• _Exercise objective_:
Determine how many lines in the following listing include "bool". Respond with that number only.

Start of Data to examine

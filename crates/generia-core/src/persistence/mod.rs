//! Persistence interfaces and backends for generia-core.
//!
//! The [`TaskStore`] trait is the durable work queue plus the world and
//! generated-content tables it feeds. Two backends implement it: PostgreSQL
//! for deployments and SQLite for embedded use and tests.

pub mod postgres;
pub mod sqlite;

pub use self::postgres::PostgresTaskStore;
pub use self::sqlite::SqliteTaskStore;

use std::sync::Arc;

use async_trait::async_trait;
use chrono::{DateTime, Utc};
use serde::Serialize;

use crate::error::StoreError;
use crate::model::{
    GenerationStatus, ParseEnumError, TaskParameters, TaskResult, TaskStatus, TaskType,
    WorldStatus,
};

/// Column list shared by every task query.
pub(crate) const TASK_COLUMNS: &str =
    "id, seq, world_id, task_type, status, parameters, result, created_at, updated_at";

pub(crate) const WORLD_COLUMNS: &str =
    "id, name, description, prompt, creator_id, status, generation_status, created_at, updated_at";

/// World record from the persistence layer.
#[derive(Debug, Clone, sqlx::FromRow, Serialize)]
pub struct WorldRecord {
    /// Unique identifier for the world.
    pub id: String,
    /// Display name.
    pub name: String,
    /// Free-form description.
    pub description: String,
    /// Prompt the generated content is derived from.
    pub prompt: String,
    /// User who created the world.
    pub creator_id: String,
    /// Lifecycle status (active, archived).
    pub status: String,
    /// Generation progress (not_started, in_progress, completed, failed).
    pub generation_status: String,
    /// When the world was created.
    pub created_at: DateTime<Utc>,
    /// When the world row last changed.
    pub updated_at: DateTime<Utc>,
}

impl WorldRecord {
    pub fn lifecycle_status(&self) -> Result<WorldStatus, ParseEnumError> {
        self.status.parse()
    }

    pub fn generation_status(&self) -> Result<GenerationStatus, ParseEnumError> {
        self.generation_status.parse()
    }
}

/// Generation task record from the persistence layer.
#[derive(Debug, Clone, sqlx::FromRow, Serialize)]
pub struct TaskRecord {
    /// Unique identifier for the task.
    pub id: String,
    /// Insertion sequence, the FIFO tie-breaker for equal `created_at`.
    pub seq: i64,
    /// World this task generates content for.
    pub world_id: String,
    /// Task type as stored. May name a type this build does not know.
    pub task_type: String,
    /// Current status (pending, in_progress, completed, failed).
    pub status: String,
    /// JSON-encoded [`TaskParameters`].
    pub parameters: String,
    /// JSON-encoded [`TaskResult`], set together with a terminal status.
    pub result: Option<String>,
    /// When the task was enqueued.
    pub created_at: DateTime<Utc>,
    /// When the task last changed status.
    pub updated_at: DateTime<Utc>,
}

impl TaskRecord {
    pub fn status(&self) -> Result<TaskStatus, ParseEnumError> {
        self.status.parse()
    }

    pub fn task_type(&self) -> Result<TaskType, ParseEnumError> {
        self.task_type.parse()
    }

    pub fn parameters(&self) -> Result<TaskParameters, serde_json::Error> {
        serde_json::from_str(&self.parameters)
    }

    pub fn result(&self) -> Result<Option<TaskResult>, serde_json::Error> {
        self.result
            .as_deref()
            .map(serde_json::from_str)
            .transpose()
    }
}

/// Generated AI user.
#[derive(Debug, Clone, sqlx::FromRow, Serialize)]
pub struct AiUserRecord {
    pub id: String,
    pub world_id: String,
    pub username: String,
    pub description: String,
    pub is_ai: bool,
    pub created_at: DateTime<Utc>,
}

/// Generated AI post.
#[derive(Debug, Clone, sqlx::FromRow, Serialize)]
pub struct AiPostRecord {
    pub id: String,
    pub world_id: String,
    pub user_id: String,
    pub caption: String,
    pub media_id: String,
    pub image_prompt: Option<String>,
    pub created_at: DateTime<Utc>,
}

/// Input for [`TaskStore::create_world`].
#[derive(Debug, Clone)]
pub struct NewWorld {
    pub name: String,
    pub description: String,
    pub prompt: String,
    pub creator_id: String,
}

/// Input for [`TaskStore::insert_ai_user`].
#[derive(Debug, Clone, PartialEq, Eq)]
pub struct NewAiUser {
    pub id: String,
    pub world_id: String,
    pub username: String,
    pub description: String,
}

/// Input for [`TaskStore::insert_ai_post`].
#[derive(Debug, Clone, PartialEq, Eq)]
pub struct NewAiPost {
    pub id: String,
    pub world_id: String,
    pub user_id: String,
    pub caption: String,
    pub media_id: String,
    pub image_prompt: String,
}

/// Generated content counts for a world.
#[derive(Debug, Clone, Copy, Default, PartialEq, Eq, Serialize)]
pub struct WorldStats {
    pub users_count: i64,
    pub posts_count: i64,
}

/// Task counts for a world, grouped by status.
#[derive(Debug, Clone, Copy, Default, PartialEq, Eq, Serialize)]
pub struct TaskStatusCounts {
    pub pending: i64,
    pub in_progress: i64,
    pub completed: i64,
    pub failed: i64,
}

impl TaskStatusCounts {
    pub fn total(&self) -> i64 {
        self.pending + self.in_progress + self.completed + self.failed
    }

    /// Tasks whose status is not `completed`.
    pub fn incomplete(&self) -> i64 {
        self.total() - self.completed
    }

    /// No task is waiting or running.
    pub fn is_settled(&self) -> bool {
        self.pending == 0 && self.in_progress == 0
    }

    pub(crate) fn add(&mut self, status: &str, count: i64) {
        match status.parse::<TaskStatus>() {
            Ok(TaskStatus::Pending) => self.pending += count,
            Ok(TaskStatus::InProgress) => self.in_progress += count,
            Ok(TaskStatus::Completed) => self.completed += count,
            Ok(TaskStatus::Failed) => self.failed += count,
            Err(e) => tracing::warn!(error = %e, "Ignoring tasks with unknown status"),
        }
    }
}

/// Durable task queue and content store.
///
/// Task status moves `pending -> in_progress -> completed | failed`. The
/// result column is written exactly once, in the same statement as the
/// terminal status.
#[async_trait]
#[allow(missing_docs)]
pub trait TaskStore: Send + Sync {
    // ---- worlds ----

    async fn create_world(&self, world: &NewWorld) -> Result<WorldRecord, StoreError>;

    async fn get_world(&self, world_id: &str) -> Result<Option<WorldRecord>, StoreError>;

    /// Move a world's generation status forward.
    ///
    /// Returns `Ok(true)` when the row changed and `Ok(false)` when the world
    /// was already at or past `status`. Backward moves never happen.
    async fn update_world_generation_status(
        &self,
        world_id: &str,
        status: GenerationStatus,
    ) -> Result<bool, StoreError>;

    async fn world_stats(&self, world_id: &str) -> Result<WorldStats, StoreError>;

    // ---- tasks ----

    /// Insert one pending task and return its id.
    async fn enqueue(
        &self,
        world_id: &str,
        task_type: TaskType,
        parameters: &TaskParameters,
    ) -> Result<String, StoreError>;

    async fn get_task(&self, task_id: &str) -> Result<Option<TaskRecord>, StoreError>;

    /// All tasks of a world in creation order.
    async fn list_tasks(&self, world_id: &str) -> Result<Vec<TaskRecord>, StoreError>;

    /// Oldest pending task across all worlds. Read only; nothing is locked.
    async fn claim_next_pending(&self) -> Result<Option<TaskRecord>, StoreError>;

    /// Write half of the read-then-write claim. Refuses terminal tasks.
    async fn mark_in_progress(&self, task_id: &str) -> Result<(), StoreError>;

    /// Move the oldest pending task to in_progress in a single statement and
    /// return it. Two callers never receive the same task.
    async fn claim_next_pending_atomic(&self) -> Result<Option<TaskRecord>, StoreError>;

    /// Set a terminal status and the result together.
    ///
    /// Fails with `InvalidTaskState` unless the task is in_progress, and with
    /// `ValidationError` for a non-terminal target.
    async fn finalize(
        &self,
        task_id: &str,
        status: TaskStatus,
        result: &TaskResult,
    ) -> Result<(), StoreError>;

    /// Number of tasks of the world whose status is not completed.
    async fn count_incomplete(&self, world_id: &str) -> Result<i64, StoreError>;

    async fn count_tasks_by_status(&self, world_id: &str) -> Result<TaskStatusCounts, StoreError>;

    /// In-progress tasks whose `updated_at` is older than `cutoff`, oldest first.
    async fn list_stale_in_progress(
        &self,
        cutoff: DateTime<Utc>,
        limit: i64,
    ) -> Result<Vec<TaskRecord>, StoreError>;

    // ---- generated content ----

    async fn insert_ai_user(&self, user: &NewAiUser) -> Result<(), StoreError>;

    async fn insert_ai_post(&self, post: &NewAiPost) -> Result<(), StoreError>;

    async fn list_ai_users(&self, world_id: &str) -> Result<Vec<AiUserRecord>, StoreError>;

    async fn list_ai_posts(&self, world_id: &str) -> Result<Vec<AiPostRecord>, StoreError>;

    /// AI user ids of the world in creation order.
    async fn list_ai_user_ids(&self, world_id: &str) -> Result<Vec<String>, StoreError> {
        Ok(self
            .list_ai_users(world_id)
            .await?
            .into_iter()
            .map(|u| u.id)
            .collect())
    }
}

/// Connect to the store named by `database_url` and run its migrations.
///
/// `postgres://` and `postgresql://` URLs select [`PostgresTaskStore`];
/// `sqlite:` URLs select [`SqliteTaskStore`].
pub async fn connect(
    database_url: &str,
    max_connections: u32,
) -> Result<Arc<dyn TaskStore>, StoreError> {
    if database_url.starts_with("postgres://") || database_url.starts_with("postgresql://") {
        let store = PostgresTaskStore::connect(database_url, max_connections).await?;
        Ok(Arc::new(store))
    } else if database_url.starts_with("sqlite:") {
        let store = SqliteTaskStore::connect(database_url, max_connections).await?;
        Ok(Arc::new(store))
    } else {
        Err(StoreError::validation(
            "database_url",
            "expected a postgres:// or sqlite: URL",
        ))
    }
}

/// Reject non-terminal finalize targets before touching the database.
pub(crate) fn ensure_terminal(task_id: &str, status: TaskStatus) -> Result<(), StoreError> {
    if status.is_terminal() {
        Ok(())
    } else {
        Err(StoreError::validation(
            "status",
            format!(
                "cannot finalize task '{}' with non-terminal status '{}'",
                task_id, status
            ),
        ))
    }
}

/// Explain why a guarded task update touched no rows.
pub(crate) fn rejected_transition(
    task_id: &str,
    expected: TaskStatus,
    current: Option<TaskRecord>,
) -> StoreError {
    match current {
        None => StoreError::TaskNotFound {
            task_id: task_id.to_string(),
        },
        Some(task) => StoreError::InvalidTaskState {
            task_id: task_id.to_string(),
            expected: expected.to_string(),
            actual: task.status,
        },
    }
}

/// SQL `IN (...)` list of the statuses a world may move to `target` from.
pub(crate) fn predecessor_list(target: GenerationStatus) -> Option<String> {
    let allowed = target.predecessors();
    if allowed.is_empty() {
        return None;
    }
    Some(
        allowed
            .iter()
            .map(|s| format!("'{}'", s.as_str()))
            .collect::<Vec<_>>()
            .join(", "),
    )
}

End of Data to examine

• _Response_:
3